Prologue: The Room Of The Soon To Be Forgotten
Dusty motes of particles swirled lazily in the beams of sharp sunlight that illuminated a weathered, but solid school desk. Once upon a time it had sat proudly in a room filled with multitudes of other varnished and keenly polished work spaces. Happily it stood there, in a small class room in the most spindly tower, preforming its one purpose in life with a steadfast resolve that could have outshone the determination of any house elf, even a particularly obsessive one. Scores of children, the desk had held in its tender grasp, firmly supporting their easily tired bodies as they they practiced their charms. It outlasted the sharpest quills and most volatile spills, the heaviest boys and their dangerous toys, warm air and cold air, many humid summers and just as many arid winters it stood, supporting all those who needed it. The attached seat stood erect and the hinges on its top noiselessly swung open a full sixty degrees. Indeed, the desk was very important, and very dedicated. The others though, not so much. They moaned and groaned as they began to falter. 'The children do not appreciate us!' they cried, 'The children, they gouge our faces and bend our hinges' they whined. The house elves did their best to preserve the others but soon, even the professors magic began to fail. The pitying eyes of the desks small caretakers grew with sorrow as more and more desks began to be removed. After a time they all failed, except for one proud desk, due in part to its faithful caretaker.

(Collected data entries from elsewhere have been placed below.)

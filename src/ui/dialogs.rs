use chrono::{Datelike, Duration, NaiveDate};
use ratatui::{
    Frame,
    layout::{Alignment, Constraint, Direction, Layout, Rect},
    style::{Color, Modifier, Style},
    text::{Line, Span},
    widgets::{Block, Borders, Clear, Paragraph, Wrap},
};

/// 确认对话框
#[derive(Debug, Clone, PartialEq, Eq)]
pub struct ConfirmDialog {
    pub title: String,
    pub message: String,
    pub yes_selected: bool,
}

/// 截止日期选择器，`cursor` 是高亮的那一天
#[derive(Debug, Clone, PartialEq, Eq)]
pub struct DatePicker {
    pub cursor: NaiveDate,
}

impl DatePicker {
    pub fn new(cursor: NaiveDate) -> Self {
        Self { cursor }
    }

    pub fn shift_days(&mut self, days: i64) {
        if let Some(date) = self.cursor.checked_add_signed(Duration::days(days)) {
            self.cursor = date;
        }
    }
}

/// 渲染确认对话框
pub fn render_confirm_dialog(f: &mut Frame, dialog: &ConfirmDialog) {
    render_backdrop(f, f.area());

    let area = centered_rect(50, 30, f.area());
    f.render_widget(Clear, area);

    let block = Block::default()
        .title(format!("  {}  ", dialog.title))
        .title_alignment(Alignment::Left)
        .borders(Borders::ALL)
        .border_style(Style::default().fg(Color::Rgb(235, 203, 139))) // Nord yellow
        .border_type(ratatui::widgets::BorderType::Rounded)
        .style(Style::default().bg(Color::Rgb(46, 52, 64)));

    let inner = block.inner(area);
    f.render_widget(block, area);

    let chunks = Layout::default()
        .direction(Direction::Vertical)
        .constraints([
            Constraint::Min(0),    // 消息
            Constraint::Length(3), // 按钮
        ])
        .split(inner);

    let message_text = Paragraph::new(dialog.message.as_str())
        .wrap(Wrap { trim: true })
        .alignment(Alignment::Center)
        .style(Style::default().fg(Color::Rgb(216, 222, 233)));
    f.render_widget(message_text, chunks[0]);

    let button_chunks = Layout::default()
        .direction(Direction::Horizontal)
        .constraints([
            Constraint::Percentage(25),
            Constraint::Percentage(25),
            Constraint::Percentage(25),
            Constraint::Percentage(25),
        ])
        .split(chunks[1]);

    // 否按钮在左，是按钮在右
    let no_style = if !dialog.yes_selected {
        Style::default()
            .bg(Color::Rgb(191, 97, 106))
            .fg(Color::Rgb(46, 52, 64))
            .add_modifier(Modifier::BOLD)
    } else {
        Style::default()
            .fg(Color::Rgb(191, 97, 106))
            .add_modifier(Modifier::DIM)
    };
    f.render_widget(
        Paragraph::new("[ n ] No")
            .style(no_style)
            .alignment(Alignment::Center),
        button_chunks[1],
    );

    let yes_style = if dialog.yes_selected {
        Style::default()
            .bg(Color::Rgb(163, 190, 140))
            .fg(Color::Rgb(46, 52, 64))
            .add_modifier(Modifier::BOLD)
    } else {
        Style::default()
            .fg(Color::Rgb(163, 190, 140))
            .add_modifier(Modifier::DIM)
    };
    f.render_widget(
        Paragraph::new("[ y ] Yes")
            .style(yes_style)
            .alignment(Alignment::Center),
        button_chunks[2],
    );
}

/// 光标所在月份的日历
pub fn render_date_picker(f: &mut Frame, picker: &DatePicker) {
    let area = centered_rect(40, 50, f.area());
    f.render_widget(Clear, area);

    let block = Block::default()
        .title(format!("  {}  ", picker.cursor.format("%B %Y")))
        .title_alignment(Alignment::Center)
        .borders(Borders::ALL)
        .border_style(Style::default().fg(Color::Rgb(136, 192, 208)))
        .border_type(ratatui::widgets::BorderType::Rounded)
        .style(Style::default().bg(Color::Rgb(46, 52, 64)));

    let inner = block.inner(area);
    f.render_widget(block, area);

    let mut lines = vec![Line::from(Span::styled(
        "Mo Tu We Th Fr Sa Su",
        Style::default().fg(Color::Rgb(129, 161, 193)),
    ))];
    lines.extend(month_rows(picker.cursor).into_iter().map(|week| {
        let spans: Vec<Span> = week
            .iter()
            .map(|day| match day {
                Some(date) if *date == picker.cursor => Span::styled(
                    format!("{:>2} ", date.day()),
                    Style::default()
                        .bg(Color::Rgb(136, 192, 208))
                        .fg(Color::Rgb(46, 52, 64))
                        .add_modifier(Modifier::BOLD),
                ),
                Some(date) => Span::raw(format!("{:>2} ", date.day())),
                None => Span::raw("   "),
            })
            .collect();
        Line::from(spans)
    }));
    lines.push(Line::from(""));
    lines.push(Line::from(Span::styled(
        "h/l day  j/k week  t today  x clear  Enter pick  Esc close",
        Style::default().fg(Color::Rgb(76, 86, 106)),
    )));

    f.render_widget(
        Paragraph::new(lines)
            .alignment(Alignment::Center)
            .wrap(Wrap { trim: false }),
        inner,
    );
}

/// 按周切分当月日期，周一开头
fn month_rows(cursor: NaiveDate) -> Vec<[Option<NaiveDate>; 7]> {
    let mut rows = Vec::new();
    let Some(first) = cursor.with_day(1) else {
        return rows;
    };

    let mut week = [None; 7];
    let mut date = first;
    while date.month() == first.month() {
        let column = date.weekday().num_days_from_monday() as usize;
        week[column] = Some(date);
        if column == 6 {
            rows.push(week);
            week = [None; 7];
        }
        match date.succ_opt() {
            Some(next) => date = next,
            None => break,
        }
    }
    if week.iter().any(Option::is_some) {
        rows.push(week);
    }
    rows
}

/// 渲染半透明背景遮罩
fn render_backdrop(f: &mut Frame, area: Rect) {
    let block = Block::default().style(Style::default().bg(Color::Rgb(0, 0, 0)));
    f.render_widget(block, area);
}

/// 创建一个居中的矩形区域
fn centered_rect(percent_x: u16, percent_y: u16, r: Rect) -> Rect {
    let popup_layout = Layout::default()
        .direction(Direction::Vertical)
        .constraints([
            Constraint::Percentage((100 - percent_y) / 2),
            Constraint::Percentage(percent_y),
            Constraint::Percentage((100 - percent_y) / 2),
        ])
        .split(r);

    Layout::default()
        .direction(Direction::Horizontal)
        .constraints([
            Constraint::Percentage((100 - percent_x) / 2),
            Constraint::Percentage(percent_x),
            Constraint::Percentage((100 - percent_x) / 2),
        ])
        .split(popup_layout[1])[1]
}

It was an old elf, even by wizard standards, who took care of the last desks. Hobbled as he was with a lame leg and leathery olive skin with wispy strings of nearly translucent white hair on his grape-like head. How many floors had he swept and meals prepared? How many gardens had he attended and dishes cleaned? Cauldrons scoured and trophies polished? No one knew, not even he. What he did remember though, was his very first job as a young elf. New with promise, he had helped port the desks into the highest classroom in the most spindly tower. One by one he had floated them down the halls and up the sporadic swinging stairs. The desks were mostly similar, sturdy and medium sized. Their grain was simple and varnish poorly spelled, but that was to be expected he tutted in remembrance. Most Wizards were poor at enchanting varnish. The elf was a senior member of the school and, as in any community, greatly respected but, like the desks after many years of service he too began to falter. Walking was laborious and his breathes were full of short dusty wheezes. Even now when he had little energy, the dutiful ancient elf still climbed to the top of the most spindly tower, and dusted the most lonely desk.
Magic is not like electricity, it is not mechanical in its use or consistent in its rules. Some scholars say its organic and pulsing with a life of its own while others say it flows like water, a torrent waiting to be controlled. A wise man may question the morality of magic and a philosopher, ponder its mysterious existence but one easily observable fact of Magic is that it is really rather good at imbuing properties of something onto anything. The desk is one such example.
The old elf had preferred the desk over all the others. It wasn't clear what made it so special at first but after a time it became obvious. The desks musk was powerful, full of woody earth and freshly inked parchment and its grain, was simply aligned in a most pleasing manner. It was a dutiful desk taken care of by a dutiful elf and such amount of dutifulness gathered in a place of magic altered the desk just so. One who sat at the desk found himself found himself more relaxed, knowing that the responsibility of standing was looked after by the chair of the desk, and that he might lay his elbows on the top to write a paper with no fear of being unbalanced. It was a desk that just worked.
Being the only elf to look after the only, and very lonely, desk in the most spindly tower there was a fair lapse of time before anyone discovered the old elf slumped upon the desk in his eternal slumber. It was an old desk now, and so from the hands of the dutiful old elf the task of looking after it fell to hands of a much less capable younger and lazier elf. The new caretaker could not see the value in the old desk and quietly, so as to not alert the other elves of his lightened work load, stole the desk down to the Come and Go Room and in the center of the then empty Room of Hidden Things, the desk became the very first permanent and forgotten fixture.
For a long, extensive period of time the desk sadly sat in a room, and even as Hidden Things began to pile in truly massive and bizarre towers around it no one found the need to use the desk again until one day, when a small intelligent Hidden Thing found itself liking the thought of using it once more, albeit in a much different capacity then learning.